Figures 3 and 4 show colored Mach number contours around two of these cases. Both are fully 1st-order solutions of the NACA0012 at the two flight conditions described above.

Figure 1 - Cp Distribution for NACA0012 at Mach 0.3.

Figure 2 - Cp Distribution for NACA0012 at Mach 0.7.

Figure 4 - Mach Contours - M∞=0.3.

Figure 3 - Mach Contours - M=0.7.


19

B. More Complex Modes of Operation

The viscous and implicit modes of the solver unfortunately still contain enough errors or bugs that they do not produce good results. The viscous mode seems to run well and produce reasonably correct-looking results, but at some point along its operation, it has a tendency towards abrupt and massive divergence. Strange oscillations appear in the temperature boundary layer just before these divergences, but it is currently unknown whether these are the cause or the result of the divergence.

The implicit mode of the solver has its own odd set of issues. The implicit matrix created is much too close to singular for accurate solution of the system, especially at high CFL numbers. At a CFL number of 1, Matlab estimates the condition number of the matrix in the vicinity of 106-107. The is at the bare upper limit of how singular a matrix Matlab can solve directly and the results of the solution should be highly questionable. The addition of a simple preconditioner (such as a Jacobi preconditioner) or the use of an iterative method (such as a Gauss-Seidel or Successive Over-Relaxation method) shrinks the condition number of the implicit matrix somewhat and allows use of CFL numbers of around 2, but not anywhere the enormous CFL numbers typical of successful implicit methods.

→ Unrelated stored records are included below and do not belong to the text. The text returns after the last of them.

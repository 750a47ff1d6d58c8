/*!
 * Hosted Heap
 * Deferred, out-of-band reclamation for hosted objects
 */

use log::{debug, info};
use parking_lot::Mutex;
use serde::{Deserialize, Serialize};
use std::fmt;
use std::ops::Deref;
use std::sync::atomic::{AtomicBool, AtomicU64, Ordering};
use std::sync::Arc;
use std::time::Instant;

/// Object that can live on the hosted heap
///
/// Both hooks are called at most once, and `finalize` is skipped for objects
/// that were disposed.
pub trait HostedObject: Send + Sync + 'static {
    /// Eager cleanup, run when a holder disposes the object
    fn dispose(&self) {}

    /// Deferred cleanup, run by the collector
    fn finalize(&self) {}
}

struct Slot<T: ?Sized> {
    disposed: AtomicBool,
    finalized: AtomicBool,
    value: T,
}

impl<T: HostedObject + ?Sized> Slot<T> {
    fn dispose(&self) -> bool {
        if self.disposed.swap(true, Ordering::SeqCst) {
            return false;
        }
        self.value.dispose();
        true
    }

    fn finalize(&self) -> bool {
        if self.disposed.load(Ordering::SeqCst) || self.finalized.swap(true, Ordering::SeqCst) {
            return false;
        }
        self.value.finalize();
        true
    }
}

/// Collection statistics
#[derive(Debug, Clone, Default, PartialEq, Eq, Serialize, Deserialize)]
#[serde(rename_all = "snake_case")]
pub struct GcStats {
    /// Unreachable objects whose finalizer ran
    pub finalized: usize,
    /// Unreachable objects skipped because they were already disposed
    pub suppressed: usize,
    /// Objects still reachable after the pass
    pub survivors: usize,
    pub duration_us: u64,
}

impl GcStats {
    pub fn reclaimed(&self) -> usize {
        self.finalized + self.suppressed
    }

    pub fn freed_any(&self) -> bool {
        self.reclaimed() > 0
    }
}

/// Heap of hosted objects
///
/// An object is reachable while any `Gc` or `Scoped` handle to it exists.
/// Nothing is reclaimed until [`HostedHeap::collect`] runs.
pub struct HostedHeap {
    objects: Mutex<Vec<Arc<Slot<dyn HostedObject>>>>,
    allocations: AtomicU64,
    collections: AtomicU64,
}

thread_local! {
    static CURRENT: Arc<HostedHeap> = Arc::new(HostedHeap::new());
}

impl HostedHeap {
    pub fn new() -> Self {
        Self {
            objects: Mutex::new(Vec::new()),
            allocations: AtomicU64::new(0),
            collections: AtomicU64::new(0),
        }
    }

    /// Heap of the current thread, used by the frame primitives and emitter
    pub fn current() -> Arc<HostedHeap> {
        CURRENT.with(Arc::clone)
    }

    /// Allocate an object; the heap keeps it alive until collected
    pub fn alloc<T: HostedObject>(&self, value: T) -> Gc<T> {
        let slot = Arc::new(Slot {
            disposed: AtomicBool::new(false),
            finalized: AtomicBool::new(false),
            value,
        });
        let erased: Arc<Slot<dyn HostedObject>> = slot.clone();
        self.objects.lock().push(erased);
        self.allocations.fetch_add(1, Ordering::Relaxed);
        Gc { slot }
    }

    /// Reclaim every object no handle refers to
    ///
    /// Finalizers run after the heap lock is released, so they may allocate.
    pub fn collect(&self) -> GcStats {
        let start = Instant::now();
        let mut unreachable = Vec::new();
        let survivors = {
            let mut objects = self.objects.lock();
            objects.retain(|slot| {
                if Arc::strong_count(slot) == 1 {
                    unreachable.push(Arc::clone(slot));
                    false
                } else {
                    true
                }
            });
            objects.len()
        };

        let mut stats = GcStats {
            survivors,
            ..GcStats::default()
        };
        for slot in unreachable {
            if slot.finalize() {
                stats.finalized += 1;
            } else {
                stats.suppressed += 1;
            }
        }

        self.collections.fetch_add(1, Ordering::Relaxed);
        stats.duration_us = start.elapsed().as_micros() as u64;
        if stats.freed_any() {
            info!(
                "Hosted GC: finalized {} objects ({} suppressed, {} survivors) in {}us",
                stats.finalized, stats.suppressed, stats.survivors, stats.duration_us
            );
        } else {
            debug!("Hosted GC: nothing to reclaim ({} survivors)", stats.survivors);
        }
        stats
    }

    /// Objects currently tracked, reachable or not
    pub fn len(&self) -> usize {
        self.objects.lock().len()
    }

    pub fn is_empty(&self) -> bool {
        self.len() == 0
    }

    /// Tracked objects no handle refers to
    pub fn pending_finalization(&self) -> usize {
        self.objects
            .lock()
            .iter()
            .filter(|slot| Arc::strong_count(*slot) == 1)
            .count()
    }

    pub fn allocations(&self) -> u64 {
        self.allocations.load(Ordering::Relaxed)
    }

    pub fn collections(&self) -> u64 {
        self.collections.load(Ordering::Relaxed)
    }
}

impl Default for HostedHeap {
    fn default() -> Self {
        Self::new()
    }
}

impl fmt::Debug for HostedHeap {
    fn fmt(&self, f: &mut fmt::Formatter<'_>) -> fmt::Result {
        f.debug_struct("HostedHeap")
            .field("objects", &self.len())
            .field("allocations", &self.allocations())
            .field("collections", &self.collections())
            .finish()
    }
}

/// Handle to a hosted object
///
/// Dropping a handle never runs cleanup; it only makes the object
/// collectable once no other handle remains.
pub struct Gc<T: HostedObject> {
    slot: Arc<Slot<T>>,
}

impl<T: HostedObject> Gc<T> {
    /// Run the eager cleanup now; returns false if it already ran
    pub fn dispose(&self) -> bool {
        self.slot.dispose()
    }

    pub fn is_disposed(&self) -> bool {
        self.slot.disposed.load(Ordering::SeqCst)
    }
}

impl<T: HostedObject> Clone for Gc<T> {
    fn clone(&self) -> Self {
        Self {
            slot: Arc::clone(&self.slot),
        }
    }
}

impl<T: HostedObject> Deref for Gc<T> {
    type Target = T;

    fn deref(&self) -> &T {
        &self.slot.value
    }
}

/// Hosted object with stack semantics: disposed when the handle leaves scope
pub struct Scoped<T: HostedObject> {
    handle: Gc<T>,
}

impl<T: HostedObject> Scoped<T> {
    pub fn new(handle: Gc<T>) -> Self {
        Self { handle }
    }

    pub fn handle(&self) -> &Gc<T> {
        &self.handle
    }
}

impl<T: HostedObject> Deref for Scoped<T> {
    type Target = T;

    fn deref(&self) -> &T {
        &self.handle
    }
}

impl<T: HostedObject> Drop for Scoped<T> {
    fn drop(&mut self) {
        if self.handle.is_disposed() {
            debug!("scoped object already disposed");
            return;
        }
        self.handle.dispose();
    }
}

It is unknown what is causing these condition numbers to be so large, but it does not seem to be affecting the solution quality overly much. The solutions produced by the implicit and explicit modes of the Euler solver seem to be very comparable. However, since the explicit solver is actually more stable and requires slightly less computation time per iteration, there is currently no real point in utilizing the implicit solver.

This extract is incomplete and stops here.